小型通用提示预测模型可引导大型推理模型的高效强化学习后训练
Small Generalizable Prompt Predictive Models Can Steer Efficient RL Post-Training of Large Reasoning Models
February 2, 2026
作者: Yun Qu, Qi Wang, Yixiu Mao, Heming Zou, Yuhang Jiang, Weijie Liu, Clive Bai, Kai Yang, Yangkun Chen, Saiyong Yang, Xiangyang Ji
cs.AI
摘要
强化学习虽能增强大型语言模型的推理能力,但由于其依赖大量试错迭代的优化过程,往往伴随着高昂的计算成本。在线提示选择通过优先筛选信息量丰富的提示来提升训练效率,为此提供了可行解决方案。然而现有方法要么依赖计算密集的精确评估,要么构建仅适用于特定提示的预测模型,缺乏跨提示的泛化能力。本研究提出可泛化预测式提示选择框架(GPS),该框架基于共享优化历史训练轻量级生成模型,通过贝叶斯推断预测提示难度。该方法将中等难度优先原则与历史锚定的多样性策略融入批量获取机制,从而筛选出信息量最大的提示批次。轻量化预测模型在测试阶段同样具备泛化能力,可实现高效计算资源分配。在多类推理基准测试上的实验表明,GPS在训练效率、最终性能及测试效率方面均显著优于现有先进基线方法。
English
Reinforcement learning enhances the reasoning capabilities of large language models but often involves high computational costs due to rollout-intensive optimization. Online prompt selection presents a plausible solution by prioritizing informative prompts to improve training efficiency. However, current methods either depend on costly, exact evaluations or construct prompt-specific predictive models lacking generalization across prompts.

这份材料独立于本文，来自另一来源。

//! Input handling for the window host.
//!
//! [`Input`] turns raw winit window events into the three stimuli the field
//! cares about: pointer movement, viewport resizes, and the few keys the host
//! binds. It also keeps the latest pointer position and viewport size so the
//! host can query them between events.
//!
//! # Usage
//!
//! ```ignore
//! match input.handle_event(&event) {
//!     Some(Stimulus::PointerMoved(p)) => { field.repel(p); }
//!     Some(Stimulus::Resized { width, height }) => field.resize(width as f32, height as f32),
//!     Some(Stimulus::KeyPressed(KeyCode::Space)) => clock.toggle_pause(),
//!     _ => {}
//! }
//! ```

use glam::Vec2;
use std::collections::HashSet;
use winit::event::{ElementState, WindowEvent};
use winit::keyboard::{KeyCode as WinitKeyCode, PhysicalKey};

/// Keys the host reacts to.
#[derive(Debug, Clone, Copy, PartialEq, Eq, Hash)]
pub enum KeyCode {
    Space,
    Escape,
    Other(u32),
}

impl From<WinitKeyCode> for KeyCode {
    fn from(key: WinitKeyCode) -> Self {
        match key {
            WinitKeyCode::Space => KeyCode::Space,
            WinitKeyCode::Escape => KeyCode::Escape,
            _ => KeyCode::Other(key as u32),
        }
    }
}

/// Something that happened to the field's host surface.
#[derive(Debug, Clone, Copy, PartialEq)]
pub enum Stimulus {
    /// Pointer moved to this surface-space position.
    PointerMoved(Vec2),
    /// Pointer left the surface.
    PointerLeft,
    /// Viewport changed to a non-zero size.
    Resized { width: u32, height: u32 },
    /// A key went down (auto-repeat filtered out).
    KeyPressed(KeyCode),
}

/// Pointer, key and viewport state.
#[derive(Debug, Default)]
pub struct Input {
    keys_held: HashSet<KeyCode>,
    pointer: Option<Vec2>,
    viewport: (u32, u32),
}

impl Input {
    pub fn new(width: u32, height: u32) -> Self {
        Self {
            viewport: (width, height),
            ..Default::default()
        }
    }

    /// Pointer position in surface pixels, if the pointer is over the surface.
    pub fn pointer(&self) -> Option<Vec2> {
        self.pointer
    }

    pub fn viewport(&self) -> (u32, u32) {
        self.viewport
    }

    pub fn key_held(&self, key: KeyCode) -> bool {
        self.keys_held.contains(&key)
    }

    /// Record a window event, returning the stimulus it produced.
    pub fn handle_event(&mut self, event: &WindowEvent) -> Option<Stimulus> {
        match event {
            WindowEvent::KeyboardInput { event, .. } => {
                let PhysicalKey::Code(code) = event.physical_key else {
                    return None;
                };
                self.key(KeyCode::from(code), event.state)
            }
            WindowEvent::CursorMoved { position, .. } => {
                Some(self.pointer_moved(Vec2::new(position.x as f32, position.y as f32)))
            }
            WindowEvent::CursorLeft { .. } => {
                self.pointer = None;
                Some(Stimulus::PointerLeft)
            }
            WindowEvent::Resized(size) => self.resized(size.width, size.height),
            _ => None,
        }
    }

    fn key(&mut self, key: KeyCode, state: ElementState) -> Option<Stimulus> {
        match state {
            // Only report the first press, not auto-repeat
            ElementState::Pressed => self.keys_held.insert(key).then_some(Stimulus::KeyPressed(key)),
            ElementState::Released => {
                self.keys_held.remove(&key);
                None
            }
        }
    }

    fn pointer_moved(&mut self, position: Vec2) -> Stimulus {
        self.pointer = Some(position);
        Stimulus::PointerMoved(position)
    }

    /// Minimizing reports a zero-area size; that is not a real viewport
    /// and is dropped so the field keeps its last bounds.
    fn resized(&mut self, width: u32, height: u32) -> Option<Stimulus> {
        if width == 0 || height == 0 {
            return None;
        }
        self.viewport = (width, height);
        Some(Stimulus::Resized { width, height })
    }
}

#[cfg(test)]
mod tests {
    use super::*;

    #[test]
    fn test_key_repeat_filtered() {
        let mut input = Input::new(800, 600);

        assert_eq!(
            input.key(KeyCode::Space, ElementState::Pressed),
            Some(Stimulus::KeyPressed(KeyCode::Space))
        );
        assert!(input.key_held(KeyCode::Space));
        assert_eq!(input.key(KeyCode::Space, ElementState::Pressed), None);

        assert_eq!(input.key(KeyCode::Space, ElementState::Released), None);
        assert!(!input.key_held(KeyCode::Space));
        assert!(input.key(KeyCode::Space, ElementState::Pressed).is_some());
    }

    #[test]
    fn test_pointer_tracking() {
        let mut input = Input::new(800, 600);
        assert_eq!(input.pointer(), None);

        let s = input.pointer_moved(Vec2::new(12.0, 34.0));
        assert_eq!(s, Stimulus::PointerMoved(Vec2::new(12.0, 34.0)));
        assert_eq!(input.pointer(), Some(Vec2::new(12.0, 34.0)));
    }

    #[test]
    fn test_resize_tracks_viewport() {
        let mut input = Input::new(800, 600);
        let s = input.resized(400, 300);
        assert_eq!(s, Some(Stimulus::Resized { width: 400, height: 300 }));
        assert_eq!(input.viewport(), (400, 300));
    }

    #[test]
    fn test_minimize_does_not_resize() {
        let mut input = Input::new(800, 600);
        assert_eq!(input.resized(0, 0), None);
        assert_eq!(input.resized(800, 0), None);
        assert_eq!(input.viewport(), (800, 600));

        assert_eq!(
            input.resized(800, 600),
            Some(Stimulus::Resized { width: 800, height: 600 })
        );
    }

    #[test]
    fn test_key_code_mapping() {
        assert_eq!(KeyCode::from(WinitKeyCode::Escape), KeyCode::Escape);
        assert!(matches!(KeyCode::from(WinitKeyCode::KeyQ), KeyCode::Other(_)));
    }
}
//! A single glyph particle.

use glam::Vec2;
use rand::Rng;
use std::f32::consts::TAU;

use crate::palette::{self, Symbol, PALETTE};

/// Radius range in pixels (`min..max`).
pub const RADIUS_RANGE: std::ops::Range<f32> = 10.0..30.0;
/// Base opacity range.
pub const OPACITY_RANGE: std::ops::Range<f32> = 0.2..1.0;
/// Amplitude of the sinusoidal opacity pulse.
pub const PULSE_AMPLITUDE: f32 = 0.2;

/// One simulated glyph.
///
/// `radius`, `symbol_id` and `opacity_base` are fixed at spawn and only
/// exposed through accessors.
#[derive(Debug, Clone, PartialEq)]
pub struct Particle {
    pub position: Vec2,
    pub velocity: Vec2,
    /// Degrees, accumulated without wraparound.
    pub rotation: f32,
    /// Degrees per frame.
    pub rotation_speed: f32,
    /// Radians, accumulated without wraparound. Only `sin(phase)` is used.
    pub phase: f32,
    pub phase_speed: f32,
    radius: f32,
    symbol_id: usize,
    opacity_base: f32,
}

impl Particle {
    /// Spawn a particle uniformly inside `bounds` with randomized attributes.
    pub fn spawn<R: Rng + ?Sized>(rng: &mut R, bounds: Vec2) -> Self {
        Self {
            position: Vec2::new(unit(rng) * bounds.x, unit(rng) * bounds.y),
            velocity: Vec2::new(rng.gen_range(-1.0..=1.0), rng.gen_range(-1.0..=1.0)),
            rotation: rng.gen_range(0.0..360.0),
            rotation_speed: rng.gen_range(-2.0..=2.0),
            phase: rng.gen_range(0.0..TAU),
            phase_speed: rng.gen_range(0.01..=0.03),
            radius: rng.gen_range(RADIUS_RANGE),
            symbol_id: rng.gen_range(0..PALETTE.len()),
            opacity_base: rng.gen_range(OPACITY_RANGE),
        }
    }

    /// Build a particle with explicit fixed attributes and zero spin/pulse.
    pub fn new(position: Vec2, velocity: Vec2, radius: f32, symbol_id: usize, opacity_base: f32) -> Self {
        Self {
            position,
            velocity,
            rotation: 0.0,
            rotation_speed: 0.0,
            phase: 0.0,
            phase_speed: 0.0,
            radius,
            symbol_id: symbol_id % PALETTE.len(),
            opacity_base,
        }
    }

    #[inline]
    pub fn radius(&self) -> f32 {
        self.radius
    }

    #[inline]
    pub fn symbol_id(&self) -> usize {
        self.symbol_id
    }

    #[inline]
    pub fn symbol(&self) -> &'static Symbol {
        palette::symbol(self.symbol_id)
    }

    #[inline]
    pub fn opacity_base(&self) -> f32 {
        self.opacity_base
    }

    /// Draw alpha for this frame: base opacity pulsed by `sin(phase)`.
    ///
    /// Not clamped here; the surface clamps into `[0, 1]`.
    pub fn alpha(&self) -> f32 {
        self.opacity_base + self.phase.sin() * PULSE_AMPLITUDE
    }

    /// Advance one frame inside `bounds`.
    ///
    /// `scale` multiplies every per-frame delta; `1.0` is one display frame.
    pub fn update(&mut self, bounds: Vec2, scale: f32) {
        self.position += self.velocity * scale;

        // Mirror bounce on the sampled position, then pull back inside
        if self.position.x < 0.0 || self.position.x > bounds.x {
            self.velocity.x = -self.velocity.x;
        }
        if self.position.y < 0.0 || self.position.y > bounds.y {
            self.velocity.y = -self.velocity.y;
        }
        self.position = self.position.clamp(Vec2::ZERO, bounds.max(Vec2::ZERO));

        self.rotation += self.rotation_speed * scale;
        self.phase += self.phase_speed * scale;
    }
}

fn unit<R: Rng + ?Sized>(rng: &mut R) -> f32 {
    rng.gen::<f32>()
}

This study introduces Generalizable Predictive Prompt Selection (GPS), which performs Bayesian inference towards prompt difficulty using a lightweight generative model trained on the shared optimization history. Intermediate-difficulty prioritization and history-anchored diversity are incorporated into the batch acquisition principle to select informative prompt batches. The small predictive model also generalizes at test-time for efficient computational allocation. Experiments across varied reasoning benchmarks indicate GPS's substantial improvements in training efficiency, final performance, and test-time efficiency over superior baseline methods.